Early life and training

Maciel was born in Cotija, Michoacán, Mexico, and had numerous relatives who were priests in the Catholic Church. He had a troubled youth.[7] Maciel is the grand-nephew of Bishop Rafael Guízar Valencia, a Mexican saint canonized in 2007. There has been speculation that conduct by Maciel at age 18 contributed to the death of this great uncle, who had a heart attack. According to an investigative report:

The day before Bishop Guizar died, he had been heard shouting angrily at Marcial Maciel. He was giving his eighteen-year-old nephew a dressing down after two women had come to the bishop's house to complain about Maciel, who was their neighbor. Father Orozco, who was among the original group of boys to found the Legion of Christ in 1941, said he heard the women had complained about the "noise" Maciel was making with children he had brought into his home to teach religion. He said that the seminary officials blamed Maciel for his uncle's heart attack.[8]

Maciel was expelled from two seminaries for reasons that have never been explained. He became a priest only after one of his uncles ordained him on November 26, 1944 in Mexico City after he completed private studies. [9]

Maciel founded the Legion of Christ in 1941, with the support of Francisco González Arias, Bishop of Cuernavaca. In 1959 he founded its lay arm Regnum Christi.

Through the Legion of Christ and the Regnum Christi, Maciel started many schools, a network of universities and numerous charitable institutes.

Sexual abuse scandal and retirement

In 1997, a group of nine men went public with accusations that they had been abused by Maciel while studying under him in Spain and Rome in the 1940s and 1950s. The group, which included respectable academics and former priests, lodged formal charges at the Vatican in 1998. They were told the following year that the Congregation of the Doctrine of the Faith, then headed by Cardinal Joseph Ratzinger, the future Pope Benedict, had shelved the case on orders from Pope John Paul II.[10]

In 2005 Maciel stepped down as head of the order and, a few days before John Paul II died, Cardinal Ratzinger announced his intention of removing "filth" from the Church; many believed he was referring specifically to Maciel.[3] After an investigation had been re-opened by Cardinal Ratzinger, the Vatican requested that Maciel withdraw from his ministry. In May 2006, Ratzinger, then Pope Benedict XVI, disciplined him: the Congregation for the Doctrine of the Faith asked Maciel to live "a reserved life of penitence and prayer, relinquishing any form of public ministry”;[11] a canonical trial was ruled out, officially because of his advanced age and poor health.[12] In January 2006 he stepped down as head of the Legion of Christ and tendered its leadership to long-time follower Fr. Álvaro Corcuera Martínez del Río.
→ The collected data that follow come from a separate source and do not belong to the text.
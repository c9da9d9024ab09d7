// src/lib.rs

// Import the top-level `swarmllm` module.
pub mod swarmllm;

// Re-exporting key items for easier external access.
pub use swarmllm::client_wrapper::{ChatMessage, ProviderClient, Role};
pub use swarmllm::covenant::{Constraints, Covenant, CovenantState, QualityTier};
pub use swarmllm::host::SwarmHost;

// Module aliases so paths read as swarmllm::router::... from the outside.
pub use swarmllm::client_wrapper;
pub use swarmllm::clients;
pub use swarmllm::config;
pub use swarmllm::covenant;
pub use swarmllm::event;
pub use swarmllm::host;
pub use swarmllm::mediator;
pub use swarmllm::orchestrator;
pub use swarmllm::registry;
pub use swarmllm::router;
pub use swarmllm::store;
pub use swarmllm::subagent;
In 2007 the order was told to remove the obedience vows requiring religious never to criticise superiors and to inform on any dissent within the order. Maciel moved from Rome to a house he shared with other priests in Jacksonville, Florida, United States where he died in 2008. He never made any apologies, but Fr Alvaro Corcuera, his successor, did apologize to the victims both for Maciel's actions and the inaction of others.[13]
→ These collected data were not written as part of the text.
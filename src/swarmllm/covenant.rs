//! Covenant data model.
//!
//! A covenant bundles a user intent with its quantitative constraints and the
//! state of the system's response to it.  The mediator owns covenant
//! lifecycles; the orchestrator reports back through a
//! [`CallbackHandle`].
//!
//! # State machine
//!
//! ```text
//! draft -> active -> completed | failed | rejected
//!               \-> delegated -> completed | failed | rejected
//! ```
//!
//! Transitions are one-directional; [`Covenant::advance`] rejects anything
//! else.

use chrono::{DateTime, Utc};
use serde::{Deserialize, Serialize};
use std::collections::HashSet;
use std::error::Error;
use std::fmt;
use tokio::sync::mpsc;

use crate::swarmllm::client_wrapper::Role;

/// Hard floor on the per-call provider deadline.  Constraints below it cannot
/// be satisfied and are rejected as validation failures.
pub const MIN_PROVIDER_DEADLINE_MS: u64 = 3_000;

/// Requested quality tier for a covenant.
#[derive(Debug, Clone, Copy, PartialEq, Eq, Serialize, Deserialize)]
#[serde(rename_all = "snake_case")]
pub enum QualityTier {
    /// Latency first; edge-class answers are acceptable.
    Fast,
    /// The default trade-off.
    Balanced,
    /// Quality first; flagship models become eligible.
    Quality,
}

/// Quantitative constraints attached to a covenant.  Immutable once attached.
#[derive(Debug, Clone, Serialize, Deserialize)]
pub struct Constraints {
    /// Cost ceiling for satisfying the intent, USD.
    pub max_cost_usd: f64,
    /// Latency deadline for satisfying the intent, milliseconds.
    pub max_latency_ms: u64,
    /// Requested quality tier.
    pub required_quality: QualityTier,
    /// Optional explicit token budget.  Derived from the complexity score when
    /// absent.
    #[serde(default)]
    pub max_tokens: Option<u32>,
}

impl Default for Constraints {
    fn default() -> Self {
        Self {
            max_cost_usd: 0.10,
            max_latency_ms: 15_000,
            required_quality: QualityTier::Balanced,
            max_tokens: None,
        }
    }
}

/// Validation failures for intents and constraints.
#[derive(Debug, Clone)]
pub enum ValidationError {
    /// `max_cost_usd` must be strictly positive.
    NonPositiveCost(f64),
    /// `max_latency_ms` is below [`MIN_PROVIDER_DEADLINE_MS`].
    LatencyBelowFloor(u64),
    /// The intent text is empty.
    EmptyIntent,
}

impl fmt::Display for ValidationError {
    fn fmt(&self, f: &mut fmt::Formatter<'_>) -> fmt::Result {
        match self {
            ValidationError::NonPositiveCost(v) => {
                write!(f, "max_cost_usd must be positive, got {}", v)
            }
            ValidationError::LatencyBelowFloor(v) => write!(
                f,
                "max_latency_ms {} is below the {} ms provider deadline floor",
                v, MIN_PROVIDER_DEADLINE_MS
            ),
            ValidationError::EmptyIntent => write!(f, "intent must not be empty"),
        }
    }
}

impl Error for ValidationError {}

impl Constraints {
    /// Check the boundary rules.
    pub fn validate(&self) -> Result<(), ValidationError> {
        if self.max_cost_usd <= 0.0 {
            return Err(ValidationError::NonPositiveCost(self.max_cost_usd));
        }
        if self.max_latency_ms < MIN_PROVIDER_DEADLINE_MS {
            return Err(ValidationError::LatencyBelowFloor(self.max_latency_ms));
        }
        Ok(())
    }

    /// The hard per-call deadline derived from these constraints.
    pub fn call_deadline_ms(&self) -> u64 {
        self.max_latency_ms.min(30_000)
    }
}

/// Lifecycle state of a covenant.
#[derive(Debug, Clone, Copy, PartialEq, Eq, Serialize, Deserialize)]
#[serde(rename_all = "snake_case")]
pub enum CovenantState {
    /// Created, not yet classified.
    Draft,
    /// Classified and decision recorded.
    Active,
    /// Handed to an orchestrator actor.
    Delegated,
    /// Terminal: resolved with results.
    Completed,
    /// Terminal: resolution failed.
    Failed,
    /// Terminal: the quality gate declined the results.
    Rejected,
}

impl CovenantState {
    /// Whether this state ends the lifecycle.
    pub fn is_terminal(self) -> bool {
        matches!(
            self,
            CovenantState::Completed | CovenantState::Failed | CovenantState::Rejected
        )
    }

    /// Whether `next` is a legal successor of `self`.
    pub fn can_advance_to(self, next: CovenantState) -> bool {
        match (self, next) {
            (CovenantState::Draft, CovenantState::Active) => true,
            (CovenantState::Active, CovenantState::Delegated) => true,
            (CovenantState::Active, s) if s.is_terminal() => true,
            (CovenantState::Delegated, s) if s.is_terminal() => true,
            _ => false,
        }
    }
}

impl fmt::Display for CovenantState {
    fn fmt(&self, f: &mut fmt::Formatter<'_>) -> fmt::Result {
        let tag = match self {
            CovenantState::Draft => "draft",
            CovenantState::Active => "active",
            CovenantState::Delegated => "delegated",
            CovenantState::Completed => "completed",
            CovenantState::Failed => "failed",
            CovenantState::Rejected => "rejected",
        };
        write!(f, "{}", tag)
    }
}

/// Results attached to a terminal covenant.
#[derive(Debug, Clone, Serialize, Deserialize)]
pub struct CovenantResults {
    /// The authoritative answer content.
    pub content: String,
    /// Quality score in `[0, 1]`.  The fast path records 1.0; delegated runs
    /// carry the evaluator's clamped score.
    pub quality: f64,
    /// Total cost of the run, USD.
    pub cost_usd: f64,
    /// Wall-clock latency of the run, milliseconds.
    pub latency_ms: u64,
    /// Number of sub-agents that participated (zero on the fast path).
    pub sub_agent_count: u32,
    /// Whether the smart router had to fall over past its first candidate.
    #[serde(default)]
    pub used_fallback: bool,
    /// Error detail carried by failed runs.
    #[serde(default, skip_serializing_if = "Option::is_none")]
    pub error: Option<String>,
}

/// Errors raised by covenant lifecycle operations.
#[derive(Debug, Clone)]
pub enum CovenantError {
    /// An attempt to move the state machine backwards or skip a state.
    IllegalTransition {
        from: CovenantState,
        to: CovenantState,
    },
}

impl fmt::Display for CovenantError {
    fn fmt(&self, f: &mut fmt::Formatter<'_>) -> fmt::Result {
        match self {
            CovenantError::IllegalTransition { from, to } => {
                write!(f, "illegal covenant transition {} -> {}", from, to)
            }
        }
    }
}

impl Error for CovenantError {}

/// A covenant: one user intent, its constraints, and the lifecycle of the
/// system's response.
#[derive(Debug, Clone, Serialize, Deserialize)]
pub struct Covenant {
    /// Opaque unique id.
    pub id: String,
    /// Owning user.
    pub user_id: String,
    /// The natural-language intent.
    pub intent: String,
    /// Constraints, immutable once attached.
    pub constraints: Constraints,
    /// Current lifecycle state.
    pub state: CovenantState,
    /// Append-only mediator decision log.
    pub mediator_decision: Vec<String>,
    /// Description of the orchestration plan, set on delegation.
    #[serde(default)]
    pub orchestration_plan: Option<String>,
    /// Results, present on `completed` covenants (and carrying error detail on
    /// failed/rejected ones).
    #[serde(default)]
    pub results: Option<CovenantResults>,
    /// Machine-readable terminal reason.
    #[serde(default)]
    pub reason: Option<String>,
    /// Human-readable terminal message.
    #[serde(default)]
    pub message: Option<String>,
    /// Creation timestamp.
    pub created_at: DateTime<Utc>,
    /// Last mutation timestamp; monotonic.
    pub updated_at: DateTime<Utc>,
}

impl Covenant {
    /// Create a fresh covenant in `draft`.
    pub fn new(
        user_id: impl Into<String>,
        intent: impl Into<String>,
        constraints: Constraints,
    ) -> Self {
        let now = Utc::now();
        Self {
            id: uuid::Uuid::new_v4().to_string(),
            user_id: user_id.into(),
            intent: intent.into(),
            constraints,
            state: CovenantState::Draft,
            mediator_decision: Vec::new(),
            orchestration_plan: None,
            results: None,
            reason: None,
            message: None,
            created_at: now,
            updated_at: now,
        }
    }

    /// Advance the state machine, refusing backward or skipping transitions.
    pub fn advance(&mut self, next: CovenantState) -> Result<(), CovenantError> {
        if !self.state.can_advance_to(next) {
            return Err(CovenantError::IllegalTransition {
                from: self.state,
                to: next,
            });
        }
        self.state = next;
        self.touch();
        Ok(())
    }

    /// Append one line to the decision log.
    pub fn append_decision(&mut self, line: impl Into<String>) {
        self.mediator_decision.push(line.into());
        self.touch();
    }

    /// Record the terminal reason/message pair.
    pub fn set_reason(&mut self, reason: impl Into<String>, message: impl Into<String>) {
        self.reason = Some(reason.into());
        self.message = Some(message.into());
        self.touch();
    }

    fn touch(&mut self) {
        let now = Utc::now();
        if now > self.updated_at {
            self.updated_at = now;
        }
    }
}

/// One conversation turn in a user's message log.  The mediator is the only
/// writer of this log.
#[derive(Debug, Clone, Serialize, Deserialize)]
pub struct StoredMessage {
    /// Opaque unique id.
    pub id: String,
    /// Covenant this turn belongs to; `None` for system notices.
    pub covenant_id: Option<String>,
    /// Author role.
    pub role: Role,
    /// The message body.
    pub content: String,
    /// When the turn was recorded.
    pub ts: DateTime<Utc>,
}

impl StoredMessage {
    /// Create a message stamped now.
    pub fn new(covenant_id: Option<String>, role: Role, content: impl Into<String>) -> Self {
        Self {
            id: uuid::Uuid::new_v4().to_string(),
            covenant_id,
            role,
            content: content.into(),
            ts: Utc::now(),
        }
    }
}

/// Rolling per-user performance counters, derived from the store.
#[derive(Debug, Clone, Default, Serialize, Deserialize)]
pub struct PerformanceCounters {
    pub total_covenants: u64,
    pub delegated_count: u64,
    pub completed_count: u64,
    pub rejected_count: u64,
    pub avg_latency_ms: f64,
    pub total_cost_usd: f64,
}

/// Context snapshot the mediator hands to an orchestrator on delegation.
#[derive(Debug, Clone, Serialize, Deserialize)]
pub struct MediatorContext {
    /// Owning user.
    pub user_id: String,
    /// The trailing slice of the user's message log.
    pub recent_messages: Vec<StoredMessage>,
    /// Rolling counters at delegation time.
    pub performance: PerformanceCounters,
}

/// Metadata the orchestrator attaches to its completion payload.
#[derive(Debug, Clone, Serialize, Deserialize)]
pub struct OrchestratorMetadata {
    /// When the run finished.
    pub completed_at: DateTime<Utc>,
    /// Wall-clock execution time, milliseconds.
    pub execution_time_ms: u64,
    /// The quality score the run settled on.
    pub quality: f64,
    /// Number of sub-agents spawned.
    pub sub_agent_count: u32,
}

/// Completion payload delivered back to the mediator.
#[derive(Debug, Clone, Serialize, Deserialize)]
pub struct CompletionPayload {
    /// The covenant this payload resolves.
    pub covenant_id: String,
    /// `completed` or `failed`; never a non-terminal state.
    pub state: CovenantState,
    /// The run's results (carrying error detail when failed).
    pub results: CovenantResults,
    /// Run metadata for the mediator's bookkeeping.
    pub orchestrator_metadata: OrchestratorMetadata,
}

/// Location-independent reference to a mediator's callback inbox.
///
/// The mediator hands one of these to the orchestrator at delegation time;
/// neither actor owns the other.  Delivery failures surface as
/// [`CallbackError`] so the orchestrator can retry once and then record a
/// post-mortem row.
#[derive(Clone)]
pub struct CallbackHandle {
    tx: mpsc::Sender<CompletionPayload>,
}

/// The callback target is gone (its mediator actor stopped).
#[derive(Debug, Clone)]
pub struct CallbackError;

impl fmt::Display for CallbackError {
    fn fmt(&self, f: &mut fmt::Formatter<'_>) -> fmt::Result {
        write!(f, "callback target is no longer reachable")
    }
}

impl Error for CallbackError {}

impl CallbackHandle {
    /// Wrap a sender into a mediator's callback inbox.
    pub fn new(tx: mpsc::Sender<CompletionPayload>) -> Self {
        Self { tx }
    }

    /// Deliver a completion payload.
    pub async fn deliver(&self, payload: CompletionPayload) -> Result<(), CallbackError> {
        self.tx.send(payload).await.map_err(|_| CallbackError)
    }
}

/// Validate a sub-agent parentage edge set: every `parent_id` must resolve
/// within `ids` and the edges must not close a cycle.  Tasks are inserted in
/// creation order, so a parent that appears after its child is rejected too.
pub fn validate_dag(ids_in_order: &[(String, Option<String>)]) -> bool {
    let mut seen: HashSet<&str> = HashSet::new();
    for (id, parent) in ids_in_order {
        if let Some(p) = parent {
            if p == id || !seen.contains(p.as_str()) {
                return false;
            }
        }
        seen.insert(id.as_str());
    }
    true
}

#[cfg(test)]
mod tests {
    use super::*;

    #[test]
    fn states_never_move_backwards() {
        let mut c = Covenant::new("u", "hello there", Constraints::default());
        assert!(c.advance(CovenantState::Active).is_ok());
        assert!(c.advance(CovenantState::Draft).is_err());
        assert!(c.advance(CovenantState::Delegated).is_ok());
        assert!(c.advance(CovenantState::Active).is_err());
        assert!(c.advance(CovenantState::Completed).is_ok());
        assert!(c.advance(CovenantState::Failed).is_err());
    }

    #[test]
    fn draft_cannot_skip_active() {
        let mut c = Covenant::new("u", "hello there", Constraints::default());
        assert!(c.advance(CovenantState::Delegated).is_err());
        assert!(c.advance(CovenantState::Completed).is_err());
    }

    #[test]
    fn constraint_boundaries() {
        let mut c = Constraints::default();
        c.max_cost_usd = 0.0;
        assert!(matches!(
            c.validate(),
            Err(ValidationError::NonPositiveCost(_))
        ));

        let mut c = Constraints::default();
        c.max_latency_ms = 2_999;
        assert!(matches!(
            c.validate(),
            Err(ValidationError::LatencyBelowFloor(_))
        ));

        assert!(Constraints::default().validate().is_ok());
    }

    #[test]
    fn dag_rejects_forward_and_self_references() {
        let ok = vec![
            ("a".to_string(), None),
            ("b".to_string(), Some("a".to_string())),
            ("c".to_string(), Some("b".to_string())),
        ];
        assert!(validate_dag(&ok));

        let self_ref = vec![("a".to_string(), Some("a".to_string()))];
        assert!(!validate_dag(&self_ref));

        let forward = vec![
            ("a".to_string(), Some("b".to_string())),
            ("b".to_string(), None),
        ];
        assert!(!validate_dag(&forward));
    }
}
Marcial Maciel died in Jacksonville, Florida, USA, on January 30, 2008, at age 87.[14] He had a private funeral and was buried in his birthplace, Cotija, Michoacán, in early February 2008.


Drug addiction

During his life, Maciel was the focus of several investigations regarding allegations of drug abuse (he was hospitalised for morphine addiction),[15] and he was also investigated for sexually abusing children. First in 1956, he was investigated for drug (morphine) abuse, after which he was cleared and returned as head of the Congregation.

Mistresses and children

Revelations continued, in July 2009, when a Spanish daily published an interview with a woman who had a child with Maciel in 1986 and now lives in a luxury apartment in Madrid which Maciel purchased for her.[16] A day later, Mexican media reported that an attorney, José Bonilla, will represent three of a possible total of six of Maciel's children in a civil lawsuit to recover Maciel's estate. The lawyer claimed that Maciel owned several properties in Mexico and around the world in his own name.[17][18]
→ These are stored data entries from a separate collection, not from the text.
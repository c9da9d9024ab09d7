//! Per-actor event bus.
//!
//! Each mediator and each orchestrator owns one logical duplex channel to its
//! connected clients.  Server-to-client traffic is the [`ServerEvent`]
//! discriminated union; client-to-server traffic is [`ClientCommand`].  Both
//! serialize with a `type` tag so an external WebSocket layer can relay frames
//! verbatim.
//!
//! # Guarantees
//!
//! - **Per-connection FIFO**: each subscriber sees events in publish order.
//! - **Snapshot before live**: a subscriber attaching mid-run receives a
//!   single synthesized [`ServerEvent::CovenantUpdate`] with the current head
//!   before any live event.
//! - **Bounded buffers with progress coalescing**: when a subscriber's queue
//!   is full, the oldest unsent *progress* event is dropped to make room;
//!   status and terminal events are never dropped.
//!
//! # Example
//!
//! ```rust
//! use swarmllm::event::{EventBus, ServerEvent};
//!
//! # async {
//! let bus = EventBus::new();
//! let sub = bus.subscribe().await;
//!
//! bus.publish(ServerEvent::TaskStart { covenant_id: "c1".into() }).await;
//! let ev = sub.recv().await;
//! println!("{:?}", ev);
//! # };
//! ```

use serde::{Deserialize, Serialize};
use std::collections::VecDeque;
use std::sync::{Arc, Weak};
use tokio::sync::{Mutex, Notify};

use crate::swarmllm::covenant::{Constraints, Covenant, CovenantResults};

/// Default per-subscriber queue capacity.
const DEFAULT_QUEUE_CAPACITY: usize = 256;

/// Server-to-client event kinds.
#[derive(Debug, Clone, Serialize)]
#[serde(tag = "type", rename_all = "snake_case")]
pub enum ServerEvent {
    /// Full current covenant head.  Also the synthesized snapshot an attaching
    /// client receives first.
    CovenantUpdate { covenant: Covenant },
    /// Coarse phase/liveness notice.  `covenant_id` is absent for
    /// notices that are not tied to a covenant (e.g. an analyze reply).
    StatusChange {
        covenant_id: Option<String>,
        phase: String,
        detail: Option<String>,
    },
    /// The mediator handed the covenant to an orchestrator.
    DelegationStarted { covenant_id: String },
    /// The orchestrator called back and the mediator finished processing.
    DelegationComplete { covenant_id: String },
    /// The orchestrator accepted its task.
    TaskStart { covenant_id: String },
    /// A sub-agent task was created.
    AgentSpawn {
        covenant_id: String,
        agent_id: String,
        role: String,
    },
    /// A sub-agent reported progress.
    AgentProgress {
        covenant_id: String,
        agent_id: String,
        progress: u8,
        thought: Option<String>,
    },
    /// A sub-agent reached a terminal status.
    AgentComplete {
        covenant_id: String,
        agent_id: String,
        success: bool,
    },
    /// The orchestrator finished executing and aggregating.
    TaskComplete { covenant_id: String },
    /// The covenant completed and carries results.
    Completed {
        covenant_id: String,
        results: CovenantResults,
    },
    /// The quality gate declined the results.
    Rejected {
        covenant_id: String,
        reason: String,
        quality: f64,
    },
    /// A terminal error; `reason` is machine-readable, `message` human-readable.
    Error {
        covenant_id: Option<String>,
        reason: String,
        message: String,
    },
}

impl ServerEvent {
    /// Whether the event may be coalesced away under backpressure.
    pub fn is_coalescable(&self) -> bool {
        matches!(self, ServerEvent::AgentProgress { .. })
    }

    /// Whether the event terminates a covenant's stream segment.
    pub fn is_terminal(&self) -> bool {
        matches!(
            self,
            ServerEvent::Completed { .. } | ServerEvent::Rejected { .. } | ServerEvent::Error { .. }
        )
    }
}

/// Client-to-server command kinds.
#[derive(Debug, Clone, Serialize, Deserialize)]
#[serde(tag = "type", rename_all = "snake_case")]
pub enum ClientCommand {
    /// Submit an intent; equivalent to the `POST /intent` surface.
    CreateCovenant {
        intent: String,
        #[serde(default)]
        constraints: Option<Constraints>,
    },
    /// Classify an intent without creating a covenant.  The classification is
    /// broadcast as a `status_change` notice.
    Analyze { intent: String },
    /// Force delegation of the current active covenant.
    Delegate { covenant_id: String },
    /// Cancel a covenant; it transitions to `failed` with reason `cancelled`.
    Cancel { covenant_id: String },
}

struct SubQueue {
    buf: Mutex<VecDeque<ServerEvent>>,
    notify: Notify,
    capacity: usize,
}

impl SubQueue {
    async fn push(&self, event: ServerEvent) {
        let mut buf = self.buf.lock().await;
        if buf.len() >= self.capacity {
            // Make room by coalescing the oldest progress event; status and
            // terminal events are never dropped, so the queue may exceed its
            // capacity when nothing is coalescable.
            if let Some(pos) = buf.iter().position(|e| e.is_coalescable()) {
                buf.remove(pos);
            } else if event.is_coalescable() {
                return;
            }
        }
        buf.push_back(event);
        drop(buf);
        self.notify.notify_one();
    }
}

/// A live attachment to an [`EventBus`].  Dropping it detaches the client;
/// in-flight actor work is unaffected.
pub struct Subscription {
    queue: Arc<SubQueue>,
}

impl Subscription {
    /// Receive the next event, waiting if none is queued.
    pub async fn recv(&self) -> ServerEvent {
        loop {
            {
                let mut buf = self.queue.buf.lock().await;
                if let Some(event) = buf.pop_front() {
                    return event;
                }
            }
            self.queue.notify.notified().await;
        }
    }

    /// Receive the next event if one is already queued.
    pub async fn try_recv(&self) -> Option<ServerEvent> {
        self.queue.buf.lock().await.pop_front()
    }

    /// Number of events currently queued.
    pub async fn len(&self) -> usize {
        self.queue.buf.lock().await.len()
    }

    /// Whether the queue is currently empty.
    pub async fn is_empty(&self) -> bool {
        self.len().await == 0
    }
}

struct BusInner {
    snapshot: Option<Covenant>,
    subscribers: Vec<Weak<SubQueue>>,
}

/// Per-actor broadcast hub with snapshot replay.
#[derive(Clone)]
pub struct EventBus {
    inner: Arc<Mutex<BusInner>>,
    capacity: usize,
}

impl EventBus {
    /// A bus with the default per-subscriber capacity.
    pub fn new() -> Self {
        Self::with_capacity(DEFAULT_QUEUE_CAPACITY)
    }

    /// A bus with an explicit per-subscriber capacity.  Mostly useful for
    /// exercising the coalescing policy.
    pub fn with_capacity(capacity: usize) -> Self {
        Self {
            inner: Arc::new(Mutex::new(BusInner {
                snapshot: None,
                subscribers: Vec::new(),
            })),
            capacity: capacity.max(2),
        }
    }

    /// Replace the head snapshot replayed to attaching clients.
    pub async fn set_snapshot(&self, covenant: Covenant) {
        self.inner.lock().await.snapshot = Some(covenant);
    }

    /// Attach a client.  The current head (when one exists) is enqueued as a
    /// synthesized `covenant_update` before any live event can arrive.
    pub async fn subscribe(&self) -> Subscription {
        let queue = Arc::new(SubQueue {
            buf: Mutex::new(VecDeque::new()),
            notify: Notify::new(),
            capacity: self.capacity,
        });
        let mut inner = self.inner.lock().await;
        if let Some(head) = inner.snapshot.clone() {
            queue
                .push(ServerEvent::CovenantUpdate { covenant: head })
                .await;
        }
        inner.subscribers.push(Arc::downgrade(&queue));
        Subscription { queue }
    }

    /// Broadcast an event to every live subscriber, in FIFO order per
    /// subscriber.  A `covenant_update` also refreshes the snapshot.
    ///
    /// The bus lock is held across the fan-out so concurrent publishers
    /// cannot interleave differently on different connections.
    pub async fn publish(&self, event: ServerEvent) {
        let mut inner = self.inner.lock().await;
        if let ServerEvent::CovenantUpdate { covenant } = &event {
            inner.snapshot = Some(covenant.clone());
        }
        let mut live = Vec::new();
        inner.subscribers.retain(|weak| match weak.upgrade() {
            Some(queue) => {
                live.push(queue);
                true
            }
            None => false,
        });
        for queue in live {
            queue.push(event.clone()).await;
        }
    }

    /// Number of currently attached clients.
    pub async fn subscriber_count(&self) -> usize {
        let mut inner = self.inner.lock().await;
        inner.subscribers.retain(|weak| weak.strong_count() > 0);
        inner.subscribers.len()
    }
}

impl Default for EventBus {
    fn default() -> Self {
        Self::new()
    }
}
In February 2009, news broke that Maciel had indeed led a double life[19] and Fr. Álvaro Corcuera Martínez del Río, LC, the General Director, took it upon himself to visit each of the Legionary Territories and publicly apologize for Maciel's behaviour. Additionally, the Legion has publicly acknowledged that Maciel had indeed fathered a daughter.[20] As a result of all these acknowledgements Pope Benedict XVI personally intervened and initiated a formal Vatican visitation of all Legionary houses.[21]


In 1959, Maciel published a book, El salterio de mis días ("The psalter of my days"), which was subsequently widely read among members of the Legion and partially translated into English. It was a memoir of experiences of persecution. On December 11, 2009, the Agencia Católica de Informaciones (es) (ACI, Catholic News Agency) of Lima, Peru, sister agency of the Catholic News Agency, reported, without using the word "plagiarism," an internal memorandum revealing that the book copied "80 percent in style and content" the posthumously published memoir of a Spanish politician, Luis Lucia Lucia (Luis Lucia Lucia), who died in 1943. This memoir, written in 1941 (while its author was held as a political prisoner of the Franco regime), had been published in 1956 in Valencia, Spain.[22][23]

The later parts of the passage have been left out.